Communities that can identify where property values are sliding and then take action can intervene before the bottom falls out. A tool that helps cities acquire land during a downturn can also help them to plan for longer-term community needs, like affordable housing. It’s not just Covid-19 that has leaders turning to land banks, either.

“We can’t forget that in light of what’s happening with Covid and what’s happening with the uprisings in American cities, we are also entering hurricane season, too,” Watkins-Butler says. “Another way that cities get inundated with vacant and dilapidated properties is through natural disasters. We’re on target to face one of our most turbulent hurricane seasons.”
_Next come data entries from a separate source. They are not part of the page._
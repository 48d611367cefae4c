//! Integration tests for the gallery loader and photo downloads

mod common;

use std::sync::atomic::Ordering;
use std::sync::Arc;
use std::time::Duration;

use chrono::Utc;
use common::{photo, FaultyRepo, Faults};
use shaadi_planner::gallery::{download_photo, GalleryLoader, GalleryStatus, DEFAULT_SIGNED_URL_EXPIRY};
use shaadi_planner::models::GalleryPhoto;
use shaadi_planner::upload::UploadPipeline;
use tokio::io::{AsyncReadExt, AsyncWriteExt};
use tokio::net::TcpListener;

async fn seeded(faults: Faults, names: &[&str]) -> Arc<FaultyRepo> {
    let repo = Arc::new(FaultyRepo::new(faults));
    for name in names {
        // one batch per file so upload times are strictly ordered
        UploadPipeline::new(repo.clone(), "Guest").upload(vec![photo(name)]).await;
        tokio::time::sleep(Duration::from_millis(5)).await;
    }
    repo
}

#[tokio::test]
async fn test_empty_gallery_shows_placeholders() {
    let repo = seeded(Faults::default(), &[]).await;
    let view = GalleryLoader::new(repo, DEFAULT_SIGNED_URL_EXPIRY).load().await;

    assert_eq!(view.status, GalleryStatus::NoPhotosYet);
    assert_eq!(view.status.to_string(), "Showing demo wedding photos (no uploaded photos yet)");
    assert_eq!(view.photos.len(), 4);
    assert!(view.photos.iter().all(|p| p.placeholder));
}

#[tokio::test]
async fn test_photos_newest_first_with_signed_urls() {
    let repo = seeded(Faults::default(), &["first.jpg", "second.jpg", "third.jpg"]).await;
    let view = GalleryLoader::new(repo, Duration::from_secs(120)).load().await;

    assert_eq!(view.status, GalleryStatus::Photos { count: 3 });
    assert_eq!(view.status.to_string(), "Found 3 wedding photos");
    let names: Vec<_> = view.photos.iter().map(|p| p.file_name.as_str()).collect();
    assert_eq!(names, vec!["third.jpg", "second.jpg", "first.jpg"]);
    assert!(view.photos.iter().all(|p| !p.placeholder && p.url.ends_with("expires_in=120")));
}

#[tokio::test]
async fn test_all_signing_failures_report_storage_issue() {
    let repo = seeded(
        Faults {
            fail_signing: true,
            ..Faults::default()
        },
        &["a.jpg", "b.jpg"],
    )
    .await;
    let view = GalleryLoader::new(repo.clone(), DEFAULT_SIGNED_URL_EXPIRY).load().await;

    assert_eq!(view.status, GalleryStatus::StorageAccessIssue { total: 2 });
    assert!(view.photos.iter().all(|p| p.placeholder));
    assert_eq!(repo.signing_calls.load(Ordering::SeqCst), 2);
}

#[tokio::test]
async fn test_query_failure_surfaces_message() {
    let repo = seeded(
        Faults {
            fail_listing: true,
            ..Faults::default()
        },
        &[],
    )
    .await;
    let view = GalleryLoader::new(repo, DEFAULT_SIGNED_URL_EXPIRY).load().await;

    let GalleryStatus::QueryFailed { message } = &view.status else {
        panic!("expected query failure, got {:?}", view.status);
    };
    assert_eq!(message, "relation \"photos\" does not exist");
    assert_eq!(view.photos.len(), 4);
}

/// Serve `body` once over plain HTTP and return the URL
async fn serve_once(body: &'static [u8]) -> String {
    let listener = TcpListener::bind("127.0.0.1:0").await.unwrap();
    let addr = listener.local_addr().unwrap();
    tokio::spawn(async move {
        let (mut socket, _) = listener.accept().await.unwrap();
        let mut request = [0u8; 1024];
        let _ = socket.read(&mut request).await.unwrap();
        let head = format!(
            "HTTP/1.1 200 OK\r\nContent-Type: image/jpeg\r\nContent-Length: {}\r\nConnection: close\r\n\r\n",
            body.len()
        );
        socket.write_all(head.as_bytes()).await.unwrap();
        socket.write_all(body).await.unwrap();
        socket.shutdown().await.unwrap();
    });
    format!("http://{addr}/storage/v1/object/sign/wedding-photos/w/1.jpg?token=abc")
}

#[tokio::test]
async fn test_download_saves_under_safe_name() {
    let url = serve_once(b"\xFF\xD8\xFFjpeg").await;
    let photo = GalleryPhoto {
        id: "1".to_string(),
        file_name: "../baraat.jpg".to_string(),
        url,
        uploaded_by: "Guest".to_string(),
        uploaded_at: Utc::now(),
        placeholder: false,
    };
    let dir = tempfile::tempdir().unwrap();

    let saved = download_photo(&reqwest::Client::new(), &photo, dir.path()).await.unwrap();

    assert_eq!(saved.parent(), Some(dir.path()));
    assert_eq!(saved.file_name().unwrap(), "_baraat.jpg");
    assert_eq!(std::fs::read(&saved).unwrap(), b"\xFF\xD8\xFFjpeg");
}

#[tokio::test]
async fn test_download_of_demo_url_is_rejected() {
    let repo = seeded(Faults::default(), &["a.jpg"]).await;
    let view = GalleryLoader::new(repo, DEFAULT_SIGNED_URL_EXPIRY).load().await;
    let dir = tempfile::tempdir().unwrap();

    let result = download_photo(&reqwest::Client::new(), &view.photos[0], dir.path()).await;
    assert!(result.is_err());
    assert_eq!(std::fs::read_dir(dir.path()).unwrap().count(), 0);
}

#[tokio::test]
async fn test_same_name_downloads_keep_both_files() {
    let dir = tempfile::tempdir().unwrap();
    let http = reqwest::Client::new();
    let mut saved = Vec::new();
    for body in [&b"first-guest"[..], &b"second-guest"[..]] {
        let photo = GalleryPhoto {
            id: uuid::Uuid::new_v4().to_string(),
            file_name: "IMG_0001.jpg".to_string(),
            url: serve_once(body).await,
            uploaded_by: "Guest".to_string(),
            uploaded_at: Utc::now(),
            placeholder: false,
        };
        saved.push(download_photo(&http, &photo, dir.path()).await.unwrap());
    }

    assert_eq!(saved[0].file_name().unwrap(), "IMG_0001.jpg");
    assert_eq!(saved[1].file_name().unwrap(), "IMG_0001 (1).jpg");
    assert_eq!(std::fs::read_dir(dir.path()).unwrap().count(), 2);
    assert_eq!(std::fs::read(&saved[0]).unwrap(), b"first-guest");
    assert_eq!(std::fs::read(&saved[1]).unwrap(), b"second-guest");
}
Leaders such as Kildee and Ferguson hope that a national network of land banks can play a more preventative role in the response to this recession. Commercial and industrial properties look to be especially hard hit in this crisis, but residential properties could be in for another round of destabilization, too, if mortgage forbearance and other mitigation strategies aren’t enough to stave off a wave of mass foreclosures. Land banks could rescue these properties before they fall into disrepair — or in more prosperous communities, land banks could keep properties from falling into the hands of investors who are content to sit on them.

“Local officials are very wary of taking this on. This is why the network is so important,” Kildee says. “They are reluctant to form land banks because they don’t want to own property. But the fact is, they own the problem, whether they own the property or not.”

Most land banks came about as a response to rather dire emergency conditions. Because land banks played such a responsive role in the last crisis, they were not necessarily in the position always to think about race or historical patterns of land use. That’s not to say that land banks didn’t consider these factors, Watkins-Butler says, but just getting them up and running was a big lift. With some of the legal and technical challenges behind them, now land banks can foreground race and class as factors in community development.

The National Land Bank Network Act will help that effort, she says, by standardizing some of the work that land banks do. The bill is a boost to both the “tactical” and “visionary” challenges associated with distressed properties — “especially in communities historically left behind, disenfranchised, and racialized out of opportunities.”

The proposed legislation has already won the endorsement of a number of organizations who work in communities that suffer from hypervacancy, including the National Association of Real Estate Brokers, Habitat for Humanity International, and all four state-level land bank authorities. Kildee says that he and cosponsor Ferguson have seen how effective land banking can be, up close: Both are former mayors, of Flint and West Point, Georgia, respectively.

“It’s not just Dayton or Youngstown or Flint,” Kildee says. “It’s also really small places that are struggling due to changes in the economy. This set of tools is really intended to give those communities a fighting chance to at least control their own destiny.”